Collected data entries

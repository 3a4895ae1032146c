// src/config.rs

use chrono::{Duration as Days, Local, NaiveDate};
use serde::Deserialize;
use std::collections::BTreeMap;
use std::path::{Path, PathBuf};
use std::time::Duration;
use thiserror::Error;

#[derive(Debug, Error)]
pub enum ConfigError {
    #[error("cannot read config {path}: {source}")]
    Read {
        path: PathBuf,
        source: std::io::Error,
    },
    #[error("invalid config: {0}")]
    Parse(#[from] serde_json::Error),
    #[error("invalid config: {0}")]
    Invalid(String),
}

/// Settings read once at startup and handed to each component.
#[derive(Debug, Clone, Deserialize)]
pub struct Config {
    pub slack_token: String,
    pub trello_token: String,
    pub trello_key: String,
    pub trello_board: String,
    pub work_addr1: String,
    pub work_addr2: String,

    #[serde(default = "default_radius")]
    pub radius: u32,
    #[serde(default = "default_max_value")]
    pub max_value: f64,
    #[serde(default = "default_min_value")]
    pub min_value: f64,
    /// Earliest acceptable move-in date; `None` means the day of the run.
    #[serde(default)]
    pub avail_from: Option<NaiveDate>,
    #[serde(default = "default_delta_days")]
    pub delta_days: i64,

    #[serde(default = "default_slack_channel")]
    pub slack_channel: String,
    /// Saved SpareRoom searches keyed by area; used instead of a built query.
    #[serde(default)]
    pub spareroom_search_ids: BTreeMap<String, String>,
    /// Where `links.json` and the per-listing directories live.
    #[serde(default = "default_data_dir")]
    pub data_dir: PathBuf,
    #[serde(default = "default_page_delay_ms")]
    pub page_delay_ms: u64,
}

fn default_radius() -> u32 {
    20
}

fn default_max_value() -> f64 {
    1500.0
}

fn default_min_value() -> f64 {
    1000.0
}

fn default_delta_days() -> i64 {
    30
}

fn default_slack_channel() -> String {
    "#general".to_string()
}

fn default_data_dir() -> PathBuf {
    PathBuf::from(".")
}

fn default_page_delay_ms() -> u64 {
    300
}

impl Config {
    /// Reads a JSON config file. A relative `data_dir` is taken relative to
    /// the directory holding the config file.
    pub fn load(path: &Path) -> Result<Self, ConfigError> {
        let text = std::fs::read_to_string(path).map_err(|source| ConfigError::Read {
            path: path.to_path_buf(),
            source,
        })?;
        let mut config = Self::from_json(&text)?;

        if config.data_dir.is_relative() {
            if let Some(parent) = path.parent() {
                config.data_dir = parent.join(&config.data_dir);
            }
        }

        Ok(config)
    }

    pub fn from_json(text: &str) -> Result<Self, ConfigError> {
        let config: Config = serde_json::from_str(text)?;
        config.validate()?;
        Ok(config)
    }

    fn validate(&self) -> Result<(), ConfigError> {
        if self.min_value > self.max_value {
            return Err(ConfigError::Invalid(format!(
                "min_value ({}) is above max_value ({})",
                self.min_value, self.max_value
            )));
        }
        if self.delta_days < 0 {
            return Err(ConfigError::Invalid("delta_days must not be negative".into()));
        }

        let start = self.avail_from.unwrap_or_else(|| Local::now().date_naive());
        let last = Days::try_days(self.delta_days).and_then(|w| start.checked_add_signed(w));
        if last.is_none() {
            return Err(ConfigError::Invalid(format!(
                "delta_days ({}) reaches past the last representable date",
                self.delta_days
            )));
        }
        Ok(())
    }

    /// Areas searched each run, in order.
    pub fn areas(&self) -> Vec<String> {
        vec![self.work_addr1.clone(), self.work_addr2.clone()]
    }

    pub fn work_addresses(&self) -> [String; 2] {
        [self.work_addr1.clone(), self.work_addr2.clone()]
    }

    pub fn avail_from_or(&self, today: NaiveDate) -> NaiveDate {
        self.avail_from.unwrap_or(today)
    }

    pub fn availability_window(&self) -> Days {
        Days::days(self.delta_days)
    }

    pub fn page_delay(&self) -> Duration {
        Duration::from_millis(self.page_delay_ms)
    }

    pub fn seen_path(&self) -> PathBuf {
        self.data_dir.join("links.json")
    }
}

_EXERCISE REQUIREMENTS_
Transcribe the data above verbatim.

_ANSWER_
repository 3a4895ae1032146c
// src/config.rs

use chrono::{Duration as Days, Local, NaiveDate};
use serde::Deserialize;
use std::collections::BTreeMap;
use std::path::{Path, PathBuf};
use std::time::Duration;
use thiserror::Error;

#[derive(Debug, Error)]
pub enum ConfigError {
    #[error("cannot read config {path}: {source}")]
    Read {
        path: PathBuf,
        source: std::io::Error,
    },
    #[error("invalid config: {0}")]
    Parse(#[from] serde_json::Error),
    #[error("invalid config: {0}")]
    Invalid(String),
}

/// Settings read once at startup and handed to each component.
#[derive(Debug, Clone, Deserialize)]
pub struct Config {
    pub slack_token: String,
    pub trello_token: String,
    pub trello_key: String,
    pub trello_board: String,
    pub work_addr1: String,
    pub work_addr2: String,

    #[serde(default = "default_radius")]
    pub radius: u32,
    #[serde(default = "default_max_value")]
    pub max_value: f64,
    #[serde(default = "default_min_value")]
    pub min_value: f64,
    /// Earliest acceptable move-in date; `None` means the day of the run.
    #[serde(default)]
    pub avail_from: Option<NaiveDate>,
    #[serde(default = "default_delta_days")]
    pub delta_days: i64,

    #[serde(default = "default_slack_channel")]
    pub slack_channel: String,
    /// Saved SpareRoom searches keyed by area; used instead of a built query.
    #[serde(default)]
    pub spareroom_search_ids: BTreeMap<String, String>,
    /// Where `links.json` and the per-listing directories live.
    #[serde(default = "default_data_dir")]
    pub data_dir: PathBuf,
    #[serde(default = "default_page_delay_ms")]
    pub page_delay_ms: u64,
}

fn default_radius() -> u32 {
    20
}

fn default_max_value() -> f64 {
    1500.0
}

fn default_min_value() -> f64 {
    1000.0
}

fn default_delta_days() -> i64 {
    30
}

fn default_slack_channel() -> String {
    "#general".to_string()
}

fn default_data_dir() -> PathBuf {
    PathBuf::from(".")
}

fn default_page_delay_ms() -> u64 {
    300
}

impl Config {
    /// Reads a JSON config file. A relative `data_dir` is taken relative to
    /// the directory holding the config file.
    pub fn load(path: &Path) -> Result<Self, ConfigError> {
        let text = std::fs::read_to_string(path).map_err(|source| ConfigError::Read {
            path: path.to_path_buf(),
            source,
        })?;
        let mut config = Self::from_json(&text)?;

        if config.data_dir.is_relative() {
            if let Some(parent) = path.parent() {
                config.data_dir = parent.join(&config.data_dir);
            }
        }

        Ok(config)
    }

    pub fn from_json(text: &str) -> Result<Self, ConfigError> {
        let config: Config = serde_json::from_str(text)?;
        config.validate()?;
        Ok(config)
    }

    fn validate(&self) -> Result<(), ConfigError> {
        if self.min_value > self.max_value {
            return Err(ConfigError::Invalid(format!(
                "min_value ({}) is above max_value ({})",
                self.min_value, self.max_value
            )));
        }
        if self.delta_days < 0 {
            return Err(ConfigError::Invalid("delta_days must not be negative".into()));
        }

        let start = self.avail_from.unwrap_or_else(|| Local::now().date_naive());
        let last = Days::try_days(self.delta_days).and_then(|w| start.checked_add_signed(w));
        if last.is_none() {
            return Err(ConfigError::Invalid(format!(
                "delta_days ({}) reaches past the last representable date",
                self.delta_days
            )));
        }
        Ok(())
    }

    /// Areas searched each run, in order.
    pub fn areas(&self) -> Vec<String> {
        vec![self.work_addr1.clone(), self.work_addr2.clone()]
    }

    pub fn work_addresses(&self) -> [String; 2] {
        [self.work_addr1.clone(), self.work_addr2.clone()]
    }

    pub fn avail_from_or(&self, today: NaiveDate) -> NaiveDate {
        self.avail_from.unwrap_or(today)
    }

    pub fn availability_window(&self) -> Days {
        Days::days(self.delta_days)
    }

    pub fn page_delay(&self) -> Duration {
        Duration::from_millis(self.page_delay_ms)
    }

    pub fn seen_path(&self) -> PathBuf {
        self.data_dir.join("links.json")
    }
}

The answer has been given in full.